S. P. Beecher, of Peshastin, Wash., pro se.
SCHWELLENBACH, District Judge.
This is a farm-debtor proceeding under the so-called Frazier-Lemke Act, 11 U.S. C.A. § 203. It has been pending in this court since July 31, 1939. Since January 8, 1941, I have heard many applications by the farm-debtor and have entered a large number of orders in these proceedings. From thirty-one of those and other orders farm-debtor is now appealing. During the course of the preparation of the record upon appeal, a question has arisen concerning the recital proposed by the farm-debtor as to the proceedings in this court on October 8, 1942. Certain of the creditors contend that the recital as proposed by the farm-debtor is incorrect. They have petitioned that I correct the record as to the proceedings upon that date and have proposed a narrative statement which they ask me to certify as being the correct statement as to what occurred. The farm-debtor objects to my considering the creditor's petition. His objection is in the form of what he calls an Affidavit of *531 Prejudice which he filed in this court on May 19, 1943. The so-called affidavit reads as follows:
"To the Honorable Judge of the District Court for the Eastern District of Washington, Northern Division.
"Now comes your petitioner the Farm Debtor above named and respectfully petitions the Court, That all further matters in the above entitled proceedings be heard by another Judge.
"The Courts increasing hostile attitude and manner towards your petitioner, has forced upon me the belief that a fair and unbiased mind towards me and my affairs cannot be had by the present Judge, and that a fair presentation of the matters involved from the standpoint of the farmer will not be allowed.
"The many unfair and uncomplimentary remarks from the Court at numerous times are not such as would come from a Judge of open mind, and your petitioner feels that for the best interests of the Farmer and all the creditors another Judge should act as to all further matters that may come before the Court.
"Wherefore your petitioner prays that his prayer be granted.
"Dated this 18th day of May 1943."(Signed) S. P. BEECHER "S. P. Beecher, "Farm Debtor, "Peshastin, Washington."

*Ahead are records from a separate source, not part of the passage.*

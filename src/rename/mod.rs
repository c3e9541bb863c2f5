//! 商品画像のファイル名をカタログの `imageFile` に合わせる
//!
//! 名前は小文字英数字に正規化し、配置トークン（rightchest / bigback / fullfront）を
//! 除いて比較する。共通接頭辞の長さ ×10 に前後配置のボーナスを加えた点数で選ぶ。

use crate::error::{MockupError, Result};
use lazy_static::lazy_static;
use regex::Regex;
use std::collections::HashSet;
use std::path::{Path, PathBuf};
use tracing::{info, warn};

const PLACEMENT_TOKENS: &[&str] = &["rightchest", "bigback", "fullfront"];

lazy_static! {
    static ref IMAGE_FILE_RE: Regex = Regex::new(r"imageFile\s*:\s*'([^']+)'").unwrap();
    static ref NON_ALNUM_RE: Regex = Regex::new(r"[^a-z0-9]").unwrap();
}

/// 商品定義から `imageFile` を出現順・重複なしで取り出す
pub fn target_names(products_source: &str) -> Vec<String> {
    let mut seen = HashSet::new();
    IMAGE_FILE_RE
        .captures_iter(products_source)
        .map(|c| c[1].to_string())
        .filter(|name| seen.insert(name.clone()))
        .collect()
}

/// 拡張子と配置トークンを除いた比較用の名前
pub fn normalize_root(name: &str) -> String {
    let stem = Path::new(name)
        .file_stem()
        .map(|s| s.to_string_lossy().to_lowercase())
        .unwrap_or_default();
    let mut norm = NON_ALNUM_RE.replace_all(&stem, "").to_string();
    for token in PLACEMENT_TOKENS {
        norm = norm.replace(token, "");
    }
    norm
}

fn common_prefix_len(a: &str, b: &str) -> usize {
    a.chars().zip(b.chars()).take_while(|(x, y)| x == y).count()
}

/// 候補の点数
pub fn score_candidate(target: &str, candidate: &str) -> i64 {
    let base = common_prefix_len(&normalize_root(target), &normalize_root(candidate)) as i64;

    let t = target.to_lowercase();
    let (t_right, t_back, t_full) = (t.contains("right_chest"), t.contains("big_back"), t.contains("full_front"));
    let c = candidate.to_lowercase();
    let (c_back, c_front) = (c.contains("back"), c.contains("front"));

    let mut bonus = 0;
    if t_back && c_back {
        bonus += 6;
    }
    if (t_right || t_full) && c_front {
        bonus += 4;
    }
    if t_back && c_front {
        bonus -= 2;
    }
    if (t_right || t_full) && c_back {
        bonus -= 2;
    }
    base * 10 + bonus
}

/// リネーム計画
#[derive(Debug, Default, Clone, PartialEq, Eq)]
pub struct RenamePlan {
    pub renames: Vec<(String, String)>,
    pub already_present: Vec<String>,
    pub not_found: Vec<String>,
}

/// 対象ごとに最良の候補を選ぶ（同じ元ファイルは再利用しない）
///
/// 同点なら短い名前、さらに同じなら辞書順で先のものを選ぶ。
pub fn plan_renames(targets: &[String], existing: &[String]) -> RenamePlan {
    let present: HashSet<&str> = existing.iter().map(String::as_str).collect();
    let wanted: HashSet<&str> = targets.iter().map(String::as_str).collect();
    // 既に正しい名前のファイルは元ファイル候補にしない
    let mut available: Vec<&String> = existing.iter().filter(|n| !wanted.contains(n.as_str())).collect();
    available.sort();
    let mut plan = RenamePlan::default();

    for target in targets {
        if present.contains(target.as_str()) {
            plan.already_present.push(target.clone());
            continue;
        }

        let best = available
            .iter()
            .enumerate()
            .map(|(i, cand)| (i, score_candidate(target, cand)))
            .max_by(|(ia, sa), (ib, sb)| {
                sa.cmp(sb)
                    .then_with(|| available[*ib].len().cmp(&available[*ia].len()))
                    .then_with(|| available[*ib].cmp(available[*ia]))
            });

        let Some((idx, _)) = best else {
            plan.not_found.push(target.clone());
            continue;
        };

        let t_norm = normalize_root(target);
        let overlap = common_prefix_len(&t_norm, &normalize_root(available[idx]));
        let min_required = (t_norm.chars().count() / 2).min(10);
        if overlap < min_required {
            plan.not_found.push(target.clone());
            continue;
        }

        let source = available.remove(idx);
        plan.renames.push((source.clone(), target.clone()));
    }
    plan
}

/// 実行結果
#[derive(Debug, Default)]
pub struct RenameReport {
    pub plan: RenamePlan,
    pub errors: Vec<(String, String)>,
    pub dry_run: bool,
}

impl RenameReport {
    pub fn print(&self) {
        println!("\n==== リネーム結果 ====");
        for (src, dst) in &self.plan.renames {
            if self.errors.iter().any(|(s, _)| s == src) {
                continue;
            }
            let mark = if self.dry_run { "(dry-run)" } else { "✔" };
            println!("{} {} -> {}", mark, src, dst);
        }
        if !self.plan.already_present.is_empty() {
            println!("\nスキップ（既に存在）:");
            for t in &self.plan.already_present {
                println!("- {}", t);
            }
        }
        if !self.plan.not_found.is_empty() {
            println!("\n候補なし:");
            for t in &self.plan.not_found {
                println!("- {}", t);
            }
        }
        if !self.errors.is_empty() {
            println!("\nエラー:");
            for (src, why) in &self.errors {
                println!("- {} -> {}", src, why);
            }
        }
    }
}

/// 画像フォルダ直下のファイル名
fn list_files(images_dir: &Path) -> Result<Vec<String>> {
    if !images_dir.is_dir() {
        return Err(MockupError::FolderNotFound(images_dir.display().to_string()));
    }
    let mut names: Vec<String> = std::fs::read_dir(images_dir)?
        .filter_map(|e| e.ok())
        .filter(|e| e.path().is_file())
        .map(|e| e.file_name().to_string_lossy().to_string())
        .collect();
    names.sort();
    Ok(names)
}

/// 商品定義ファイルを読み、画像フォルダのファイルをリネームする
pub fn rename_to_catalog(products_file: &Path, images_dir: &Path, dry_run: bool) -> Result<RenameReport> {
    if !products_file.is_file() {
        return Err(MockupError::FileNotFound(products_file.display().to_string()));
    }
    let targets = target_names(&std::fs::read_to_string(products_file)?);
    if targets.is_empty() {
        return Err(MockupError::Config(format!(
            "imageFile の指定が見つかりません: {}",
            products_file.display()
        )));
    }
    let existing = list_files(images_dir)?;
    info!("対象 {}件 / 既存ファイル {}件", targets.len(), existing.len());

    let plan = plan_renames(&targets, &existing);
    let mut errors = Vec::new();
    if !dry_run {
        for (src, dst) in &plan.renames {
            let from: PathBuf = images_dir.join(src);
            let to: PathBuf = images_dir.join(dst);
            if let Err(e) = std::fs::rename(&from, &to) {
                warn!("リネーム失敗 {} -> {}: {}", src, dst, e);
                errors.push((src.clone(), format!("{} ({})", dst, e)));
            }
        }
    }

    Ok(RenameReport { plan, errors, dry_run })
}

It will be noted that the farm-debtor has not sworn to the affidavit nor is there attached thereto any certificate of counsel to the effect that the affidavit and the application are made in good faith. The latter omission probably is not fatal because the farm-debtor has not been represented by counsel since November 8, 1942. The applicable statute is 28 U.S.C.A. § 25, which reads: "Whenever a party to any action or proceeding, civil or criminal, shall make and file an affidavit that the judge before whom the action or proceeding is to be tried or heard has a personal bias or prejudice either against him or in favor of any opposite party to the suit, such judge shall proceed no further therein, but another judge shall be designated in the manner prescribed in section 24 of this title, or chosen in the manner prescribed in section 27 of this title, to hear such matter. Every such affidavit shall state the facts and the reasons for the belief that such bias or prejudice exists, and shall be filed not less than ten days before the beginning of the term of the court, or good cause shall be shown for the failure to file it within such time. No party shall be entitled in any case to file more than one such affidavit; and no such affidavit shall be filed unless accompanied by a certificate of counsel of record that such affidavit and application are made in good faith. The same proceedings shall be had when the presiding judge shall file with the clerk of the court a certificate that he deems himself unable for any reason to preside with absolute impartiality in the pending suit or action."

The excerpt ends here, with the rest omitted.